Late payments are the payments that were delayed by 30-day, 60-day or 90-day periods. These late payments will be reflected for up to 7 years on your report. These are most impactful for the first 24 months.

3. Foreclosures

If the applicant has had any foreclosures in the past, these will remain on the report for up to 7 years. This information severely impacts the FICO 8 and FICO mortgage scores.

4. FICO 8

It’s the score model that most credit card companies are using to determine whether or not to open up credit card lines of applicants.

5. FICO Mortgage

A foreclosure will most likely have the highest impact on the FICO Mortgage Score. If we think from the lender’s perspective, the one risk they are trying to cover is against the borrower’s inability to pay back the mortgage. Therefore, a previous foreclosure will badly impact a FICO mortgage score. Most lenders will approve a loan if the foreclosure is 2 to 3 years old, while other factors are still positive on the credit report.

6. Collections

Collections stay on the report for seven years but are most impactful for the first 12 months of the 24 months. These are still impactful until year three and four and less impactful in year five, but after that, they are off the individual’s credit report.

7. Bankruptcies

Bankruptcies’ stay for life as these records are public records. However, the bankruptcies stay on the credit report for up to 7 years.  Anything like a judgment or tax lien is public records for life. Next, the article questions, does the consumer still have to pay the debt even after it stops to reflect on the credit report? The answer is yes! If the debt collector decides to pursue the debt, it can do so even 15 or 20 years later.

8. Statute of Limitations

The statute of limitations varies by different areas, but in Texas for instance, it is four years. After this timeframe, it is known as outside the statute of limitations. So a good question before you decide to pay a debt is, what should you do? Joe advises making sure that the debt is legally yours. This is where services like ours can be helpful, as the average consumer may not know how to verify if the debt is legally theirs.

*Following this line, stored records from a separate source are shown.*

//! B-spline and NURBS evaluation for CAD and geometric modeling.
//!
//! This crate evaluates parametric curves and surfaces of arbitrary degree
//! and dimension, and provides the numerical machinery built on top of them:
//!
//! - [`KnotVector`] - Validated knot vectors, with uniform and clamped generators
//! - [`BasisEvaluator`] - Localized basis functions and derivative coefficients
//! - [`BSplineCurve`] - B-spline and NURBS curves, with knot insertion and splitting
//! - [`BSplineSurface`] - Tensor-product B-spline and NURBS surfaces
//! - [`Quadrature`] - Adaptive Gauss–Kronrod integration
//! - [`RootFinder`] - Safeguarded Newton iteration
//! - [`ArcLengthReparam`] - Any curve parameterized by distance
//! - [`PiecewiseCurve`] - Curves joined end to end
//! - [`FitRange`] - Any curve with a remapped domain
//!
//! # Core Traits
//!
//! Curves implement [`CurveEvaluator`] and surfaces implement
//! [`SurfaceEvaluator`]. Only position and domain are required:
//!
//! - **Derivatives**: velocity, acceleration, and jerk fall back to finite
//!   differences when no closed form is supplied
//! - **Arc length**: signed length from the domain start by adaptive quadrature
//! - **Framing**: unit tangent, principal normal, and curvature
//!
//! # Example
//!
//! ```
//! use curve_eval::{BSplineCurve, CurveEvaluator, point};
//!
//! // Quadratic arch on a clamped knot vector
//! let curve = BSplineCurve::new(
//!     vec![point(&[0.0, 0.0]), point(&[1.0, 2.0]), point(&[2.0, 0.0])],
//!     vec![0.0, 0.0, 0.0, 1.0, 1.0, 1.0],
//! )
//! .unwrap();
//!
//! // Evaluate at midpoint
//! let mid = curve.evaluate(0.5);
//! assert!((mid[0] - 1.0).abs() < 1e-12 && (mid[1] - 1.0).abs() < 1e-12);
//!
//! // Walk by distance instead of parameter
//! let by_length = curve.to_arc_length_param();
//! let halfway = by_length.evaluate(0.5 * by_length.total_length());
//! assert!((halfway[0] - 1.0).abs() < 1e-6);
//! ```
//!
//! # Points
//!
//! Points and vectors are [`Point`], a dynamically sized `nalgebra` column
//! vector, so one curve type covers 1D through N-dimensional data. Rational
//! curves carry the weight as the last component.
//!
//! # Errors
//!
//! Malformed definitions fail when the curve is built, with [`CurveError`].
//! Evaluation never fails: parameters outside the domain are clamped, and
//! the numerical routines return their best estimate.
//!
//! # Feature Flags
//!
//! - `serde`: Enable serialization/deserialization for curves, surfaces,
//!   knot vectors, and parameter structs

#![deny(clippy::unwrap_used, clippy::expect_used)]
#![warn(missing_docs)]
#![allow(
    clippy::many_single_char_names,
    clippy::similar_names,
    clippy::cast_possible_truncation,
    clippy::cast_precision_loss,
    clippy::cast_sign_loss,
    clippy::missing_errors_doc,
    clippy::missing_panics_doc,
    clippy::must_use_candidate,
    clippy::suboptimal_flops,
    clippy::missing_const_for_fn,
    clippy::doc_markdown,
    clippy::module_name_repetitions,
    clippy::needless_pass_by_value,
    clippy::option_if_let_else,
    clippy::uninlined_format_args,
    clippy::needless_range_loop,
    clippy::float_cmp,
    clippy::return_self_not_must_use
)]

mod arc_length;
mod basis;
mod bezier;
mod bspline;
mod error;
mod knots;
mod nurbs;
mod ops;
mod params;
mod piecewise;
mod point;
mod quadrature;
mod root;
mod split;
mod surface;
mod traits;

// Re-export core types
pub use arc_length::{ArcLengthReparam, ArcSegment};
pub use basis::{BasisEvaluator, BasisSpan};
pub use bspline::BSplineCurve;
pub use error::CurveError;
pub use knots::{KnotEnd, KnotVector};
pub use ops::FitRange;
pub use params::{ArcLengthParams, QuadratureParams, RootParams};
pub use piecewise::{BoxedCurve, PiecewiseCurve};
pub use point::{
    Point, arbitrary_perpendicular, homogeneous_divide, point, rational_derivative,
    rational_second_derivative, to_vector3,
};
pub use quadrature::Quadrature;
pub use root::RootFinder;
pub use surface::BSplineSurface;
pub use traits::{CurveEvaluator, SurfaceEvaluator};

// Re-export nalgebra types for convenience
pub use nalgebra::{DVector, Vector3};

/// Result type for curve operations.
pub type Result<T> = std::result::Result<T, CurveError>;

#[cfg(test)]
mod integration_tests {
    use super::*;
    use approx::assert_relative_eq;

    fn verify_curve_basics<C: CurveEvaluator>(curve: &C) {
        let (start, end) = curve.end_points();
        assert!(start < end);

        // Tangent is unit vector
        let mid = 0.5 * (start + end);
        assert_relative_eq!(curve.tangent(mid).norm(), 1.0, epsilon = 1e-10);

        // Arc length starts at zero and grows
        assert_relative_eq!(curve.arc_length(start), 0.0);
        assert!(curve.arc_length(mid) > 0.0);
        assert!(curve.total_length() > curve.arc_length(mid));

        // Sample points
        let samples = curve.sample_uniform(10);
        assert_eq!(samples.len(), 10);
        assert_relative_eq!(samples[0], curve.evaluate(start));
    }

    /// Test that all curve types implement the trait consistently.
    #[test]
    #[allow(clippy::unwrap_used)]
    fn test_curve_trait_consistency() {
        let spline = BSplineCurve::clamped(
            vec![
                point(&[0.0, 0.0, 0.0]),
                point(&[1.0, 1.0, 0.0]),
                point(&[2.0, 1.0, 1.0]),
                point(&[3.0, 0.0, 0.0]),
                point(&[4.0, 0.5, 0.0]),
            ],
            3,
        )
        .unwrap();
        verify_curve_basics(&spline);

        let arc = BSplineCurve::circular_arc(1.0, 0.0, std::f64::consts::PI).unwrap();
        verify_curve_basics(&arc);
        verify_curve_basics(&arc.to_arc_length_param());
        verify_curve_basics(&spline.fit_range(2.0, 3.0));

        let path = PiecewiseCurve::new(vec![
            Box::new(spline.clone()),
            Box::new(FitRange::new(spline.clone(), -1.0, 1.0)),
        ])
        .unwrap();
        verify_curve_basics(&path);

        let boxed: Box<dyn CurveEvaluator> = Box::new(spline);
        verify_curve_basics(&boxed);
    }

    /// Split halves reparameterize to the same total length.
    #[test]
    #[allow(clippy::unwrap_used)]
    fn test_split_then_measure() {
        let curve = BSplineCurve::uniform(
            (0..8)
                .map(|i| point(&[f64::from(i), f64::from(i * i % 5)]))
                .collect(),
            3,
        )
        .unwrap();
        let (start, end) = curve.end_points();
        let t = start + 0.4 * (end - start);
        let (left, right) = curve.split(t).unwrap();
        let (left, right) = (left.unwrap(), right.unwrap());

        assert_relative_eq!(
            left.total_length() + right.total_length(),
            curve.total_length(),
            epsilon = 1e-6
        );
        assert_relative_eq!(left.total_length(), curve.arc_length(t), epsilon = 1e-6);
    }

    #[test]
    fn test_send_sync() {
        fn assert_send_sync<T: Send + Sync>() {}
        assert_send_sync::<BSplineCurve>();
        assert_send_sync::<BSplineSurface>();
        assert_send_sync::<PiecewiseCurve>();
        assert_send_sync::<ArcLengthReparam<BSplineCurve>>();
        assert_send_sync::<KnotVector>();
    }
}
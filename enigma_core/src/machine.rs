use log::{debug, trace};
use thiserror::Error;

use crate::alphabet::{Letter, Positions};
use crate::history::{HistoryEntry, HistoryRecorder};
use crate::pipeline::encipher;
use crate::plugboard::Plugboard;
use crate::reflector::Reflector;
use crate::rotor::RotorStack;
use crate::stepping::SteppingController;

#[derive(Debug, Error)]
pub enum EnigmaError {
    #[error("'{0}' is not a letter of the A-Z alphabet")]
    NotALetter(char),

    #[error("{component} wiring must contain 26 letters, found {found}")]
    WiringLength { component: String, found: usize },

    #[error("{component} wiring is not a permutation: '{letter}' is wired more than once")]
    DuplicateWiring { component: String, letter: Letter },

    #[error("reflector maps '{letter}' to itself")]
    ReflectorFixedPoint { letter: Letter },

    #[error("reflector is not an involution: '{from}' -> '{to}' but '{to}' -> '{back}'")]
    ReflectorNotInvolution { from: Letter, to: Letter, back: Letter },

    #[error("plugboard cannot connect '{0}' to itself")]
    PlugboardSelfPair(Letter),

    #[error("plugboard letter '{0}' is already connected")]
    PlugboardLetterReused(Letter),

    #[error("malformed plugboard pair '{0}'")]
    PlugboardPairMalformed(String),

    #[error("rotor positions need exactly three letters, got '{0}'")]
    MalformedPositions(String),

    #[error("rotor {rotor} has no wire landing on '{letter}'")]
    BrokenWiring { rotor: String, letter: Letter },

    #[error("signal path ended after {found} stages without reaching the lamp")]
    IncompleteSignalPath { found: usize },

    #[error("machine session lock poisoned")]
    SessionPoisoned,
}

/// A configured three-rotor machine.
///
/// The machine owns its rotor positions and history outright; independent
/// sessions need independent machines.
#[derive(Clone, Debug)]
pub struct Machine {
    rotors: RotorStack,
    plugboard: Plugboard,
    reflector: Reflector,
    history: HistoryRecorder,
}

impl Machine {
    pub fn new(rotors: RotorStack, plugboard: Plugboard, reflector: Reflector) -> Self {
        debug!(
            "machine rotors={:?} positions={} plugboard=[{}] reflector={}",
            rotors.names(),
            rotors.positions(),
            plugboard,
            reflector.name()
        );
        Self {
            rotors,
            plugboard,
            reflector,
            history: HistoryRecorder::default(),
        }
    }

    pub fn with_history(mut self, enabled: bool) -> Self {
        self.history.set_enabled(enabled);
        self
    }

    pub fn rotors(&self) -> &RotorStack {
        &self.rotors
    }

    pub fn plugboard(&self) -> &Plugboard {
        &self.plugboard
    }

    pub fn reflector(&self) -> &Reflector {
        &self.reflector
    }

    /// Presses one key. Characters outside A-Z (either case) come back
    /// unchanged and leave the machine untouched.
    pub fn encrypt_letter(&mut self, input: char) -> Result<char, EnigmaError> {
        let Some(letter) = Letter::from_char(input) else {
            return Ok(input);
        };
        let before = self.rotors.positions();
        let path = encipher(&self.rotors, &self.plugboard, &self.reflector, letter)?;
        let output = path.lamp()?;
        let step = SteppingController::advance(&mut self.rotors);
        let after = self.rotors.positions();
        trace!(
            "key {letter} -> {output} positions {before} -> {after} double_step={} carry={}",
            step.double_step,
            step.middle_carry
        );
        if self.history.is_enabled() {
            self.history.record(HistoryEntry::new(
                letter,
                path,
                before,
                after,
                self.rotors.names(),
                step,
            )?);
        }
        Ok(output.to_char())
    }

    /// Processes a message strictly left to right; each letter sees the
    /// positions left behind by the previous one.
    pub fn encrypt_message(&mut self, message: &str) -> Result<String, EnigmaError> {
        let start = self.rotors.positions();
        let output = message
            .chars()
            .map(|c| self.encrypt_letter(c.to_ascii_uppercase()))
            .collect::<Result<String, _>>()?;
        debug!(
            "message chars={} positions {} -> {}",
            output.chars().count(),
            start,
            self.rotors.positions()
        );
        Ok(output)
    }

    pub fn positions(&self) -> Positions {
        self.rotors.positions()
    }

    /// Re-keys the rotors without touching the history, so the next entry's
    /// starting positions will not follow from the previous entry. Use
    /// [`Machine::reset`] to start a fresh session.
    pub fn set_positions(&mut self, positions: Positions) {
        self.rotors.set_positions(positions);
    }

    /// Re-keys the rotors and drops the history of the previous key.
    pub fn reset(&mut self, positions: Positions) {
        debug!("reset positions {} -> {}", self.rotors.positions(), positions);
        self.set_positions(positions);
        self.clear_history();
    }

    pub fn history(&self) -> &[HistoryEntry] {
        self.history.entries()
    }

    pub fn clear_history(&mut self) {
        self.history.clear();
    }
}

#[cfg(test)]
mod tests {
    use super::*;
    use crate::pipeline::Stage;
    use crate::rotor::{RotorSlot, RotorState, RotorType};

    fn machine(positions: &str) -> Machine {
        machine_with(positions, Plugboard::default())
    }

    fn machine_with(positions: &str, plugboard: Plugboard) -> Machine {
        let positions: Positions = positions.parse().unwrap();
        let rotors = RotorStack::new(
            RotorState::new(RotorType::I.spec(), positions.left, Letter::A),
            RotorState::new(RotorType::II.spec(), positions.middle, Letter::A),
            RotorState::new(RotorType::III.spec(), positions.right, Letter::A),
        );
        Machine::new(rotors, plugboard, Reflector::b())
    }

    #[test]
    fn single_letter_reciprocity() {
        let mut encoder = machine("AAA");
        assert_eq!(encoder.encrypt_letter('A').unwrap(), 'U');
        assert_eq!(encoder.positions().to_chars(), ['A', 'A', 'B']);

        let mut decoder = machine("AAA");
        assert_eq!(decoder.encrypt_letter('U').unwrap(), 'A');
    }

    #[test]
    fn odometer_over_26_letters() {
        let mut m = machine("AAA");
        let mut middle_moves = Vec::new();
        for call in 1..=26 {
            let before = m.positions();
            m.encrypt_letter('A').unwrap();
            let after = m.positions();
            assert_eq!(after.left, Letter::A);
            if after.middle != before.middle {
                middle_moves.push(call);
            }
        }
        assert_eq!(middle_moves, vec![22]);
        assert_eq!(m.positions().to_string(), "A-B-A");
    }

    #[test]
    fn double_step_moves_middle_and_left() {
        let mut m = machine("CEK");
        m.encrypt_letter('X').unwrap();
        assert_eq!(m.positions().to_string(), "D-F-L");
    }

    #[test]
    fn non_letters_pass_through_untouched() {
        let mut m = machine("AAA");
        for c in [' ', '7', '.', '\n', 'é'] {
            assert_eq!(m.encrypt_letter(c).unwrap(), c);
        }
        assert_eq!(m.positions(), Positions::default());
        assert!(m.history().is_empty());
    }

    #[test]
    fn lowercase_letters_are_folded() {
        let mut m = machine("AAA");
        assert_eq!(m.encrypt_letter('a').unwrap(), 'U');
    }

    #[test]
    fn message_keeps_punctuation_in_place() {
        let mut encoder = machine("AAA");
        let ciphertext = encoder.encrypt_message("Hello, World!").unwrap();
        assert_eq!(ciphertext, "ZFEBM, QKNGR!");
        let mut decoder = machine("AAA");
        assert_eq!(decoder.encrypt_message(&ciphertext).unwrap(), "HELLO, WORLD!");
    }

    #[test]
    fn history_replays_to_same_output() {
        let plugboard: Plugboard = "AM FI NV PS TU WZ".parse().unwrap();
        let mut m = machine_with("QEV", plugboard.clone());
        let reflector = Reflector::b();
        let output = m.encrypt_letter('G').unwrap();
        let entry = &m.history()[0];
        assert_eq!(entry.stages.len(), 9);

        // Rebuild the rotors at the recorded starting positions and replay
        // each stage by hand.
        let before = entry.positions_before;
        let rotors = RotorStack::new(
            RotorState::new(RotorType::I.spec(), before.left, Letter::A),
            RotorState::new(RotorType::II.spec(), before.middle, Letter::A),
            RotorState::new(RotorType::III.spec(), before.right, Letter::A),
        );
        let mut signal = entry.input;
        for record in &entry.stages {
            assert_eq!(record.input, signal);
            signal = match record.stage {
                Stage::PlugboardEntry | Stage::PlugboardExit => plugboard.apply(signal),
                Stage::Forward(slot) => rotors.slot(slot).forward(signal),
                Stage::Reflector => reflector.apply(signal),
                Stage::Reverse(slot) => rotors.slot(slot).reverse(signal).unwrap(),
            };
            assert_eq!(record.output, signal);
        }
        assert_eq!(signal.to_char(), output);
        assert_eq!(entry.output.to_char(), output);
        assert_eq!(entry.positions_after, m.positions());
        assert_eq!(entry.stages[1].stage, Stage::Forward(RotorSlot::Right));
    }

    #[test]
    fn history_does_not_change_ciphertext() {
        let mut recorded = machine("ZZZ");
        let mut silent = machine("ZZZ").with_history(false);
        let text = "THE QUICK BROWN FOX JUMPS OVER THE LAZY DOG";
        assert_eq!(
            recorded.encrypt_message(text).unwrap(),
            silent.encrypt_message(text).unwrap()
        );
        assert_eq!(recorded.history().len(), 35);
        assert!(silent.history().is_empty());
    }

    #[test]
    fn reset_clears_history_but_set_positions_does_not() {
        let mut m = machine("AAA");
        m.encrypt_message("ABC").unwrap();
        m.set_positions("AAA".parse().unwrap());
        assert_eq!(m.history().len(), 3);
        m.reset("BBB".parse().unwrap());
        assert!(m.history().is_empty());
        assert_eq!(m.positions().to_chars(), ['B', 'B', 'B']);
    }

    #[test]
    fn set_positions_leaves_a_gap_that_reset_avoids() {
        let mut m = machine("AAA");
        m.encrypt_message("AB").unwrap();
        m.set_positions("QEV".parse().unwrap());
        m.encrypt_letter('C').unwrap();
        let history = m.history();
        assert_eq!(history[1].positions_after.to_string(), "A-A-C");
        assert_eq!(history[2].positions_before.to_string(), "Q-E-V");

        m.reset("QEV".parse().unwrap());
        m.encrypt_letter('C').unwrap();
        assert_eq!(m.history().len(), 1);
        assert_eq!(m.history()[0].positions_before.to_string(), "Q-E-V");
    }

    #[test]
    fn rekeying_reproduces_ciphertext() {
        let mut m = machine("MCK");
        let first = m.encrypt_message("REPEATABLE").unwrap();
        m.reset("MCK".parse().unwrap());
        assert_eq!(m.encrypt_message("REPEATABLE").unwrap(), first);
    }

    #[test]
    fn error_messages_are_readable() {
        let err = EnigmaError::PlugboardLetterReused(Letter::A);
        assert_eq!(err.to_string(), "plugboard letter 'A' is already connected");
        let err = EnigmaError::BrokenWiring {
            rotor: "I".into(),
            letter: Letter::A,
        };
        assert_eq!(err.to_string(), "rotor I has no wire landing on 'A'");
    }
}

9. Fair Credit Reporting Act

What does the Fair Credit Reporting Act say? After seven years, negative information should no longer be reflected in the report. This seven-year period starts from the date the first payment was missed.

Let’s elaborate on this with the help of an example. Suppose that you are a borrower, and you took a loan from Wells Fargo in February 2013, and you missed a payment starting March, but you fixed it six months later in October, and next year you again went overdue for 60 days in June 2014. If you are wondering what date will be considered as the date of the missed payment, then it will be the date of the last missed payment or from the most recent period.

9. Positive Information

Now finally, the good news is that the positive information stays on the report for the longest duration. If there are any good accounts that you held 15 years ago and you made your payments on time, it will reflect positively even 15 or 20 years later. Stay tuned for more useful reads on our website.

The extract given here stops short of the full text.